> **The problem**
From the entries below, copy every line that has the word "through".

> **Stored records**
▼▼▼

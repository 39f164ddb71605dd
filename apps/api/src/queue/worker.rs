use std::sync::Arc;
use std::time::Duration;

use tokio::task::JoinHandle;
use tracing::{error, info, warn};

use super::{JobHandler, JobPayload, JobQueue, QueueName, QueuedJob};
use crate::errors::{failure_message, AppError};

const MAX_BACKOFF_SHIFT: u32 = 16;

#[derive(Debug, Clone, PartialEq, Eq)]
pub struct JobFailure {
    pub message: String,
    pub retryable: bool,
}

#[derive(Debug, Clone, PartialEq, Eq)]
pub enum Disposition {
    Retry(Duration),
    Exhausted,
}

/// Exponential backoff: `base * 2^(attempt - 1)` for the attempt that just failed.
pub fn backoff_delay(base_ms: u64, attempt: u32) -> Duration {
    let shift = attempt.saturating_sub(1).min(MAX_BACKOFF_SHIFT);
    Duration::from_millis(base_ms.saturating_mul(1u64 << shift))
}

/// Decides what happens to `job` after its current attempt failed.
pub fn disposition(job: &QueuedJob, failure: &JobFailure) -> Disposition {
    let attempt = job.attempts_made + 1;
    if failure.retryable && attempt < job.max_attempts {
        Disposition::Retry(backoff_delay(job.backoff_ms, attempt))
    } else {
        Disposition::Exhausted
    }
}

/// Runs the handler on its own task so a panic surfaces as a failed attempt.
async fn execute(handler: Arc<dyn JobHandler>, payload: JobPayload) -> Result<(), JobFailure> {
    let task = tokio::spawn(async move {
        handler.handle(&payload).await.map_err(|e| JobFailure {
            message: failure_message(&e),
            retryable: e.is_retryable(),
        })
    });
    match task.await {
        Ok(result) => result,
        Err(join_error) => {
            error!(error = %join_error, "Job handler panicked");
            Err(JobFailure {
                message: "Unknown error".to_string(),
                retryable: true,
            })
        }
    }
}

/// Reserves and processes at most one job. Returns whether a job was found.
pub async fn run_once(
    queue: &dyn JobQueue,
    handler: Arc<dyn JobHandler>,
    name: QueueName,
) -> Result<bool, AppError> {
    let Some(job) = queue.reserve(name).await? else {
        return Ok(false);
    };

    match execute(handler.clone(), job.payload.clone()).await {
        Ok(()) => {
            queue.complete(&job).await?;
            info!(queue = name.as_str(), job_id = %job.id, attempt = job.attempts_made + 1, "Job completed");
        }
        Err(failure) => {
            let mut next = job.clone();
            next.attempts_made += 1;
            next.last_error = Some(failure.message.clone());

            match disposition(&job, &failure) {
                Disposition::Retry(delay) => {
                    warn!(
                        queue = name.as_str(),
                        job_id = %job.id,
                        attempt = next.attempts_made,
                        max_attempts = job.max_attempts,
                        delay_ms = delay.as_millis() as u64,
                        error = %failure.message,
                        "Job failed, retrying"
                    );
                    queue.retry_later(&next, delay).await?;
                }
                Disposition::Exhausted => {
                    error!(
                        queue = name.as_str(),
                        job_id = %job.id,
                        attempts = next.attempts_made,
                        retryable = failure.retryable,
                        error = %failure.message,
                        "Job failed permanently"
                    );
                    handler.on_exhausted(&job.payload, &failure.message).await;
                    queue.bury(&next).await?;
                }
            }
        }
    }
    Ok(true)
}

/// Starts `concurrency` polling workers for one queue.
pub fn spawn_workers(
    queue: Arc<dyn JobQueue>,
    handler: Arc<dyn JobHandler>,
    name: QueueName,
    concurrency: usize,
    poll_interval: Duration,
) -> Vec<JoinHandle<()>> {
    (0..concurrency.max(1))
        .map(|worker| {
            let queue = queue.clone();
            let handler = handler.clone();
            tokio::spawn(async move {
                info!(queue = name.as_str(), worker, "Queue worker started");
                loop {
                    match run_once(queue.as_ref(), handler.clone(), name).await {
                        Ok(true) => continue,
                        Ok(false) => tokio::time::sleep(poll_interval).await,
                        Err(e) => {
                            warn!(queue = name.as_str(), worker, error = %e, "Queue poll failed");
                            tokio::time::sleep(poll_interval).await;
                        }
                    }
                }
            })
        })
        .collect()
}
use chrono::{DateTime, Utc};
use serde::{Deserialize, Serialize};
use serde_json::Value;
use sqlx::FromRow;
use uuid::Uuid;

#[derive(Debug, Clone, Serialize, Deserialize, FromRow)]
pub struct SystemLogRow {
    pub id: Uuid,
    pub action: String,
    pub user_id: Option<Uuid>,
    pub metadata: Value,
    pub created_at: DateTime<Utc>,
}

/// A structured entry waiting to be appended to the system log.
#[derive(Debug, Clone)]
pub struct LogEntry {
    pub action: String,
    pub user_id: Option<Uuid>,
    pub metadata: Value,
}

impl LogEntry {
    pub fn new(action: impl Into<String>, user_id: Option<Uuid>, metadata: Value) -> Self {
        Self {
            action: action.into(),
            user_id,
            metadata,
        }
    }
}
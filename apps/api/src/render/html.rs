use serde_json::Value;

const STYLE: &str = "body{font-family:Inter,Helvetica,Arial,sans-serif;font-size:11pt;color:#111;margin:0}\
h1{font-size:20pt;margin:0 0 4pt}h2{font-size:12pt;text-transform:uppercase;border-bottom:1px solid #999;margin:14pt 0 6pt}\
.headline{color:#444}.contact{color:#555;font-size:9.5pt}.item{margin-bottom:8pt}\
.item-head{display:flex;justify-content:space-between;font-weight:600}.sub{color:#444}ul{margin:2pt 0 0 14pt;padding:0}";

/// Renders snapshot content into a printable HTML document.
///
/// Expected shape:
/// `{ basics: {name, headline, email, phone, location, summary}, sections: [{title, items: [{title, subtitle, date_range, description, bullets: []}]}] }`
/// Missing fields are skipped; every value is HTML-escaped.
pub fn render_resume_html(content: &Value) -> String {
    let basics = content.get("basics");
    let field = |name: &str| -> Option<&str> {
        basics
            .and_then(|b| b.get(name))
            .and_then(|v| v.as_str())
            .filter(|s| !s.trim().is_empty())
    };

    let name = field("name").unwrap_or("Resume");
    let mut html = String::new();
    html.push_str("<!DOCTYPE html><html><head><meta charset=\"utf-8\">");
    html.push_str(&format!("<title>{}</title>", escape(name)));
    html.push_str(&format!("<style>{STYLE}</style></head><body>"));

    html.push_str(&format!("<header><h1>{}</h1>", escape(name)));
    if let Some(headline) = field("headline") {
        html.push_str(&format!("<div class=\"headline\">{}</div>", escape(headline)));
    }
    let contact: Vec<String> = ["email", "phone", "location"]
        .iter()
        .filter_map(|k| field(*k))
        .map(escape)
        .collect();
    if !contact.is_empty() {
        html.push_str(&format!(
            "<div class=\"contact\">{}</div>",
            contact.join(" &middot; ")
        ));
    }
    html.push_str("</header>");

    if let Some(summary) = field("summary") {
        html.push_str(&format!(
            "<section><h2>Summary</h2><p>{}</p></section>",
            escape(summary)
        ));
    }

    let sections = content
        .get("sections")
        .and_then(|s| s.as_array())
        .map(Vec::as_slice)
        .unwrap_or(&[]);
    for section in sections {
        render_section(&mut html, section);
    }

    html.push_str("</body></html>");
    html
}

fn render_section(html: &mut String, section: &Value) {
    let items = section
        .get("items")
        .and_then(|i| i.as_array())
        .map(Vec::as_slice)
        .unwrap_or(&[]);
    if items.is_empty() {
        return;
    }

    let title = str_field(section, "title").unwrap_or("Section");
    html.push_str(&format!("<section><h2>{}</h2>", escape(title)));
    for item in items {
        html.push_str("<div class=\"item\"><div class=\"item-head\">");
        html.push_str(&format!(
            "<span>{}</span>",
            escape(str_field(item, "title").unwrap_or_default())
        ));
        if let Some(dates) = str_field(item, "date_range") {
            html.push_str(&format!("<span>{}</span>", escape(dates)));
        }
        html.push_str("</div>");
        if let Some(subtitle) = str_field(item, "subtitle") {
            html.push_str(&format!("<div class=\"sub\">{}</div>", escape(subtitle)));
        }
        if let Some(description) = str_field(item, "description") {
            html.push_str(&format!("<p>{}</p>", escape(description)));
        }
        let bullets: Vec<&str> = item
            .get("bullets")
            .and_then(|b| b.as_array())
            .map(|b| b.iter().filter_map(|v| v.as_str()).collect())
            .unwrap_or_default();
        if !bullets.is_empty() {
            html.push_str("<ul>");
            for bullet in bullets {
                html.push_str(&format!("<li>{}</li>", escape(bullet)));
            }
            html.push_str("</ul>");
        }
        html.push_str("</div>");
    }
    html.push_str("</section>");
}

fn str_field<'a>(value: &'a Value, name: &str) -> Option<&'a str> {
    value
        .get(name)
        .and_then(|v| v.as_str())
        .filter(|s| !s.trim().is_empty())
}

fn escape(text: &str) -> String {
    let mut out = String::with_capacity(text.len());
    for c in text.chars() {
        match c {
            '&' => out.push_str("&amp;"),
            '<' => out.push_str("&lt;"),
            '>' => out.push_str("&gt;"),
            '"' => out.push_str("&quot;"),
            '\'' => out.push_str("&#39;"),
            _ => out.push(c),
        }
    }
    out
}

#[cfg(test)]
mod tests {
    use super::*;
    use serde_json::json;

    #[test]
    fn test_renders_basics_and_sections() {
        let content = json!({
            "basics": {"name": "Ada Lovelace", "headline": "Analyst", "email": "ada@example.com"},
            "sections": [{
                "title": "Experience",
                "items": [{
                    "title": "Analytical Engine",
                    "subtitle": "Babbage & Co",
                    "date_range": "1842 – 1843",
                    "bullets": ["Wrote the first published algorithm"]
                }]
            }]
        });
        let html = render_resume_html(&content);
        assert!(html.contains("<h1>Ada Lovelace</h1>"));
        assert!(html.contains("<h2>Experience</h2>"));
        assert!(html.contains("Babbage &amp; Co"));
        assert!(html.contains("<li>Wrote the first published algorithm</li>"));
        assert!(html.contains("ada@example.com"));
    }

    #[test]
    fn test_escapes_markup_in_content() {
        let content = json!({"basics": {"name": "<script>alert('x')</script>"}});
        let html = render_resume_html(&content);
        assert!(!html.contains("<script>"));
        assert!(html.contains("&lt;script&gt;alert(&#39;x&#39;)&lt;/script&gt;"));
    }

    #[test]
    fn test_empty_content_still_renders_document() {
        let html = render_resume_html(&json!({}));
        assert!(html.starts_with("<!DOCTYPE html>"));
        assert!(html.contains("<h1>Resume</h1>"));
        assert!(html.ends_with("</body></html>"));
    }

    #[test]
    fn test_sections_without_items_are_skipped() {
        let content = json!({"sections": [{"title": "Awards", "items": []}]});
        assert!(!render_resume_html(&content).contains("Awards"));
    }
}
use std::path::{Path, PathBuf};

use async_trait::async_trait;
use bytes::Bytes;
use chrono::Utc;
use hmac::{Hmac, Mac};
use sha2::Sha256;
use tracing::{debug, info};

use super::{validate_key, ObjectStorage, StorageError, StoredObject, UploadOptions};

type HmacSha256 = Hmac<Sha256>;

/// Stores objects under a root directory and serves them through the
/// `/files/*key` route with HMAC-signed, expiring links.
pub struct LocalDiskStorage {
    root: PathBuf,
    public_base_url: String,
    signing_secret: String,
}

impl LocalDiskStorage {
    pub fn new(
        root: impl Into<PathBuf>,
        public_base_url: &str,
        signing_secret: impl Into<String>,
    ) -> Self {
        Self {
            root: root.into(),
            public_base_url: public_base_url.trim_end_matches('/').to_string(),
            signing_secret: signing_secret.into(),
        }
    }

    fn path_for(&self, key: &str) -> Result<PathBuf, StorageError> {
        validate_key(key)?;
        Ok(self.root.join(Path::new(key)))
    }

    fn public_url(&self, key: &str) -> String {
        format!("{}/files/{key}", self.public_base_url)
    }

    fn mac(&self, key: &str, expires: i64) -> HmacSha256 {
        let mut mac = HmacSha256::new_from_slice(self.signing_secret.as_bytes())
            .expect("HMAC can use any key length");
        mac.update(format!("{key}\n{expires}").as_bytes());
        mac
    }

    /// Checks a link produced by `signed_download_url`. Comparison is constant-time.
    pub fn verify_download(&self, key: &str, expires: i64, signature: &str, now_unix: i64) -> bool {
        if expires < now_unix || validate_key(key).is_err() {
            return false;
        }
        let Ok(provided) = hex::decode(signature) else {
            return false;
        };
        self.mac(key, expires).verify_slice(&provided).is_ok()
    }
}

#[async_trait]
impl ObjectStorage for LocalDiskStorage {
    async fn upload_buffer(
        &self,
        bytes: Bytes,
        key: &str,
        _options: UploadOptions,
    ) -> Result<StoredObject, StorageError> {
        let path = self.path_for(key)?;
        if let Some(parent) = path.parent() {
            tokio::fs::create_dir_all(parent).await?;
        }
        tokio::fs::write(&path, &bytes).await?;
        info!(key, size = bytes.len(), "Stored object on local disk");
        Ok(StoredObject {
            key: key.to_string(),
            url: self.public_url(key),
        })
    }

    async fn signed_download_url(&self, key: &str, ttl_secs: u64) -> Result<String, StorageError> {
        validate_key(key)?;
        let expires = Utc::now().timestamp() + ttl_secs as i64;
        let signature = hex::encode(self.mac(key, expires).finalize().into_bytes());
        Ok(format!(
            "{}?expires={expires}&signature={signature}",
            self.public_url(key)
        ))
    }

    async fn read_object(&self, key: &str) -> Result<Bytes, StorageError> {
        let path = self.path_for(key)?;
        match tokio::fs::read(&path).await {
            Ok(data) => Ok(Bytes::from(data)),
            Err(e) if e.kind() == std::io::ErrorKind::NotFound => {
                Err(StorageError::NotFound(key.to_string()))
            }
            Err(e) => Err(e.into()),
        }
    }

    async fn delete_object(&self, key: &str) -> Result<(), StorageError> {
        let path = self.path_for(key)?;
        match tokio::fs::remove_file(&path).await {
            Ok(()) => {
                debug!(key, "Deleted local object");
                Ok(())
            }
            Err(e) if e.kind() == std::io::ErrorKind::NotFound => Ok(()),
            Err(e) => Err(e.into()),
        }
    }
}
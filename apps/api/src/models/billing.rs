use chrono::{DateTime, Utc};
use serde::{Deserialize, Serialize};
use serde_json::Value;
use sqlx::FromRow;
use uuid::Uuid;

/// Billing providers whose webhooks we accept.
#[derive(Debug, Clone, Copy, PartialEq, Eq, Serialize, Deserialize)]
#[serde(rename_all = "lowercase")]
pub enum Provider {
    Stripe,
    LemonSqueezy,
}

impl Provider {
    pub fn as_str(&self) -> &'static str {
        match self {
            Provider::Stripe => "stripe",
            Provider::LemonSqueezy => "lemonsqueezy",
        }
    }

    pub fn parse(value: &str) -> Option<Self> {
        match value {
            "stripe" => Some(Provider::Stripe),
            "lemonsqueezy" => Some(Provider::LemonSqueezy),
            _ => None,
        }
    }

    /// Header carrying the delivery signature.
    pub fn signature_header(&self) -> &'static str {
        match self {
            Provider::Stripe => "stripe-signature",
            Provider::LemonSqueezy => "x-signature",
        }
    }
}

#[derive(Debug, Clone, Copy, PartialEq, Eq, Serialize, Deserialize)]
pub enum WebhookEventType {
    #[serde(rename = "subscription.created")]
    SubscriptionCreated,
    #[serde(rename = "subscription.updated")]
    SubscriptionUpdated,
    #[serde(rename = "subscription.renewed")]
    SubscriptionRenewed,
    #[serde(rename = "subscription.canceled")]
    SubscriptionCanceled,
}

impl WebhookEventType {
    pub fn as_str(&self) -> &'static str {
        match self {
            WebhookEventType::SubscriptionCreated => "subscription.created",
            WebhookEventType::SubscriptionUpdated => "subscription.updated",
            WebhookEventType::SubscriptionRenewed => "subscription.renewed",
            WebhookEventType::SubscriptionCanceled => "subscription.canceled",
        }
    }

    pub fn parse(value: &str) -> Option<Self> {
        match value {
            "subscription.created" => Some(WebhookEventType::SubscriptionCreated),
            "subscription.updated" => Some(WebhookEventType::SubscriptionUpdated),
            "subscription.renewed" => Some(WebhookEventType::SubscriptionRenewed),
            "subscription.canceled" => Some(WebhookEventType::SubscriptionCanceled),
            _ => None,
        }
    }
}

#[derive(Debug, Clone, Copy, PartialEq, Eq, Serialize, Deserialize)]
#[serde(rename_all = "SCREAMING_SNAKE_CASE")]
pub enum WebhookStatus {
    Processing,
    Processed,
    Failed,
}

impl WebhookStatus {
    pub fn as_str(&self) -> &'static str {
        match self {
            WebhookStatus::Processing => "PROCESSING",
            WebhookStatus::Processed => "PROCESSED",
            WebhookStatus::Failed => "FAILED",
        }
    }

    pub fn parse(value: &str) -> Option<Self> {
        match value {
            "PROCESSING" => Some(WebhookStatus::Processing),
            "PROCESSED" => Some(WebhookStatus::Processed),
            "FAILED" => Some(WebhookStatus::Failed),
            _ => None,
        }
    }
}

/// The side effect a processed event had. Replays return it verbatim.
#[derive(Debug, Clone, Copy, PartialEq, Eq, Serialize, Deserialize)]
pub enum AppliedAction {
    #[serde(rename = "none")]
    None,
    #[serde(rename = "planChanged")]
    PlanChanged,
    #[serde(rename = "planScheduled")]
    PlanScheduled,
}

impl AppliedAction {
    pub fn as_str(&self) -> &'static str {
        match self {
            AppliedAction::None => "none",
            AppliedAction::PlanChanged => "planChanged",
            AppliedAction::PlanScheduled => "planScheduled",
        }
    }

    pub fn parse(value: &str) -> Option<Self> {
        match value {
            "none" => Some(AppliedAction::None),
            "planChanged" => Some(AppliedAction::PlanChanged),
            "planScheduled" => Some(AppliedAction::PlanScheduled),
            _ => None,
        }
    }
}

#[derive(Debug, Clone, Serialize, Deserialize, FromRow)]
pub struct BillingWebhookEventRow {
    pub id: Uuid,
    pub provider: String,
    pub external_event_id: String,
    pub event_type: String,
    pub signature: String,
    pub payload: Value,
    pub user_id: Option<Uuid>,
    pub status: String,
    pub applied_action: String,
    pub error: Option<String>,
    pub replay_count: i32,
    pub created_at: DateTime<Utc>,
    pub updated_at: DateTime<Utc>,
}

impl BillingWebhookEventRow {
    pub fn status(&self) -> WebhookStatus {
        WebhookStatus::parse(&self.status).unwrap_or(WebhookStatus::Processing)
    }

    pub fn applied(&self) -> AppliedAction {
        AppliedAction::parse(&self.applied_action).unwrap_or(AppliedAction::None)
    }
}
use axum::{
    extract::{Path, Query, State},
    http::header,
    response::{IntoResponse, Response},
};
use chrono::Utc;
use serde::Deserialize;

use crate::errors::AppError;
use crate::state::AppState;
use crate::storage::{ObjectStorage, StorageError};

#[derive(Deserialize)]
pub struct DownloadQuery {
    pub expires: i64,
    pub signature: String,
}

/// GET /files/*key
/// Serves locally stored exports behind the signed links `LocalDiskStorage` issues.
pub async fn handle_download(
    State(state): State<AppState>,
    Path(key): Path<String>,
    Query(params): Query<DownloadQuery>,
) -> Result<Response, AppError> {
    let storage = state
        .local_files
        .as_ref()
        .ok_or_else(|| AppError::NotFound("File not found".to_string()))?;

    if !storage.verify_download(&key, params.expires, &params.signature, Utc::now().timestamp()) {
        return Err(AppError::Unauthorized(
            "Download link is invalid or expired".to_string(),
        ));
    }

    let bytes = storage.read_object(&key).await.map_err(|e| match e {
        StorageError::NotFound(_) => AppError::NotFound(format!("File {key} not found")),
        other => AppError::Storage(other),
    })?;
    let filename = key.rsplit('/').next().unwrap_or("export.pdf");

    Ok((
        [
            (header::CONTENT_TYPE, "application/pdf".to_string()),
            (
                header::CONTENT_DISPOSITION,
                format!("attachment; filename=\"{filename}\""),
            ),
        ],
        bytes,
    )
        .into_response())
}
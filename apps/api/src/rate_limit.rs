//! Fixed-window rate limiter keyed by `action:user_id`.
//!
//! The counter store being unreachable is reported as its own outcome and
//! treated as allowed: these guards protect retry/replay endpoints, where
//! availability wins over strict limiting.

use std::collections::HashMap;
use std::sync::Arc;

use async_trait::async_trait;
use redis::RedisResult;
use tracing::{debug, warn};
use uuid::Uuid;

use crate::errors::AppError;

pub const EMAIL_RETRY: &str = "export_email_retry";
pub const WEBHOOK_REPLAY: &str = "billing_webhook_replay";

#[derive(Debug, Clone, PartialEq, Eq)]
pub enum RateLimitOutcome {
    Allowed { count: u64 },
    Denied { retry_after_secs: u64 },
    Unavailable { reason: String },
}

#[derive(Debug, Clone, Copy)]
pub struct WindowCount {
    pub count: u64,
    /// Seconds until the window resets; negative when the store reports no TTL.
    pub ttl_secs: i64,
}

#[async_trait]
pub trait CounterStore: Send + Sync {
    /// Increments `key`, starting a `window_secs` TTL on the first hit.
    async fn increment(&self, key: &str, window_secs: u64) -> RedisResult<WindowCount>;
}

pub struct RedisCounterStore {
    client: redis::Client,
}

impl RedisCounterStore {
    pub fn new(client: redis::Client) -> Self {
        Self { client }
    }
}

#[async_trait]
impl CounterStore for RedisCounterStore {
    async fn increment(&self, key: &str, window_secs: u64) -> RedisResult<WindowCount> {
        let mut conn = self.client.get_multiplexed_async_connection().await?;
        let count: u64 = redis::cmd("INCR").arg(key).query_async(&mut conn).await?;
        if count == 1 {
            redis::cmd("EXPIRE")
                .arg(key)
                .arg(window_secs)
                .query_async::<_, ()>(&mut conn)
                .await?;
        }
        let ttl_secs: i64 = redis::cmd("TTL").arg(key).query_async(&mut conn).await?;
        Ok(WindowCount { count, ttl_secs })
    }
}

#[derive(Debug, Clone, Copy)]
struct Rule {
    limit: u64,
    window_secs: u64,
}

#[derive(Clone)]
pub struct RateLimiter {
    store: Arc<dyn CounterStore>,
    rules: HashMap<&'static str, Rule>,
}

impl RateLimiter {
    pub fn new(store: Arc<dyn CounterStore>) -> Self {
        Self {
            store,
            rules: HashMap::new(),
        }
    }

    pub fn with_rule(mut self, action: &'static str, limit: u64, window_secs: u64) -> Self {
        self.rules.insert(action, Rule { limit, window_secs });
        self
    }

    pub async fn check(&self, action: &str, user_id: Uuid) -> RateLimitOutcome {
        let Some(rule) = self.rules.get(action).copied() else {
            return RateLimitOutcome::Allowed { count: 0 };
        };

        let key = format!("ratelimit:{action}:{user_id}");
        match self.store.increment(&key, rule.window_secs).await {
            Ok(window) if window.count > rule.limit => RateLimitOutcome::Denied {
                retry_after_secs: if window.ttl_secs > 0 {
                    window.ttl_secs as u64
                } else {
                    rule.window_secs
                },
            },
            Ok(window) => RateLimitOutcome::Allowed {
                count: window.count,
            },
            Err(e) => RateLimitOutcome::Unavailable {
                reason: e.to_string(),
            },
        }
    }

    /// Maps the outcome onto the request path: denied requests fail, an
    /// unreachable store lets the request through.
    pub async fn enforce(&self, action: &str, user_id: Uuid) -> Result<(), AppError> {
        match self.check(action, user_id).await {
            RateLimitOutcome::Allowed { count } => {
                debug!(action, %user_id, count, "Rate limit check passed");
                Ok(())
            }
            RateLimitOutcome::Denied { retry_after_secs } => {
                warn!(action, %user_id, retry_after_secs, "Rate limit exceeded");
                Err(AppError::TooManyRequests { retry_after_secs })
            }
            RateLimitOutcome::Unavailable { reason } => {
                warn!(action, %user_id, reason = %reason, "Rate limiter unavailable, allowing request");
                Ok(())
            }
        }
    }
}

▲▲▲

> **Exercise output**
/// Stores objects under a root directory and serves them through the
    /// unreachable store lets the request through.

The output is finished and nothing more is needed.